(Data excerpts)
%%
use super::api::OrderApi;
use super::error::OrderError;
use contracts::domain::a001_order::aggregate::Order;
use contracts::domain::a001_order::filter::StatusCounts;
use std::collections::HashSet;

/// Client-side cache of every order known to the dashboard.
///
/// Replaced wholesale on each successful fetch; kept newest-returned first.
#[derive(Debug, Clone, Default, PartialEq)]
pub struct OrderStore {
    orders: Vec<Order>,
    is_loaded: bool,
}

impl OrderStore {
    pub fn orders(&self) -> &[Order] {
        &self.orders
    }

    pub fn len(&self) -> usize {
        self.orders.len()
    }

    pub fn is_empty(&self) -> bool {
        self.orders.is_empty()
    }

    /// True once at least one fetch succeeded
    pub fn is_loaded(&self) -> bool {
        self.is_loaded
    }

    pub fn counts(&self) -> StatusCounts {
        StatusCounts::from_orders(&self.orders)
    }

    pub fn find(&self, id: &str) -> Option<&Order> {
        self.orders.iter().find(|o| o.identifier() == Some(id))
    }

    /// Stores `fetched` in reverse server order, dropping repeated identifiers
    pub fn replace(&mut self, fetched: Vec<Order>) {
        let mut seen = HashSet::new();
        let mut orders = Vec::with_capacity(fetched.len());
        for order in fetched.into_iter().rev() {
            if let Some(id) = order.identifier() {
                if !seen.insert(id.to_string()) {
                    log::warn!("Duplicate order id {} in listing, keeping the first", id);
                    continue;
                }
            }
            orders.push(order);
        }
        self.orders = orders;
        self.is_loaded = true;
    }

    /// Fetches the full listing. On failure the current collection is kept.
    pub async fn refresh<A: OrderApi + ?Sized>(&mut self, api: &A) -> Result<usize, OrderError> {
        match api.fetch_orders().await {
            Ok(fetched) => {
                self.replace(fetched);
                log::debug!("Order store refreshed: {} orders", self.orders.len());
                Ok(self.orders.len())
            }
            Err(e) => {
                log::error!("{}", e);
                Err(e)
            }
        }
    }
}
//! Order details panel
//!
//! - view_model.rs: commands (edit, save, report) over the dashboard state
//! - view.rs: Leptos component

mod view;
mod view_model;

pub use view::OrderDetails;
pub use view_model::OrderDetailsViewModel;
%%
All of the data is to be transcribed exactly as written.

Solution.
use super::api::OrderApi;
use super::error::OrderError;
use contracts::domain::a001_order::aggregate::Order;
use contracts::domain::a001_order::filter::StatusCounts;
use std::collections::HashSet;

/// Client-side cache of every order known to the dashboard.
///
/// Replaced wholesale on each successful fetch; kept newest-returned first.
#[derive(Debug, Clone, Default, PartialEq)]
pub struct OrderStore {
    orders: Vec<Order>,
    is_loaded: bool,
}

impl OrderStore {
    pub fn orders(&self) -> &[Order] {
        &self.orders
    }

    pub fn len(&self) -> usize {
        self.orders.len()
    }

    pub fn is_empty(&self) -> bool {
        self.orders.is_empty()
    }

    /// True once at least one fetch succeeded
    pub fn is_loaded(&self) -> bool {
        self.is_loaded
    }

    pub fn counts(&self) -> StatusCounts {
        StatusCounts::from_orders(&self.orders)
    }

    pub fn find(&self, id: &str) -> Option<&Order> {
        self.orders.iter().find(|o| o.identifier() == Some(id))
    }

    /// Stores `fetched` in reverse server order, dropping repeated identifiers
    pub fn replace(&mut self, fetched: Vec<Order>) {
        let mut seen = HashSet::new();
        let mut orders = Vec::with_capacity(fetched.len());
        for order in fetched.into_iter().rev() {
            if let Some(id) = order.identifier() {
                if !seen.insert(id.to_string()) {
                    log::warn!("Duplicate order id {} in listing, keeping the first", id);
                    continue;
                }
            }
            orders.push(order);
        }
        self.orders = orders;
        self.is_loaded = true;
    }

    /// Fetches the full listing. On failure the current collection is kept.
    pub async fn refresh<A: OrderApi + ?Sized>(&mut self, api: &A) -> Result<usize, OrderError> {
        match api.fetch_orders().await {
            Ok(fetched) => {
                self.replace(fetched);
                log::debug!("Order store refreshed: {} orders", self.orders.len());
                Ok(self.orders.len())
            }
            Err(e) => {
                log::error!("{}", e);
                Err(e)
            }
        }
    }
}
//! Order details panel
//!
//! - view_model.rs: commands (edit, save, report) over the dashboard state
//! - view.rs: Leptos component

mod view;
mod view_model;

pub use view::OrderDetails;
pub use view_model::OrderDetailsViewModel;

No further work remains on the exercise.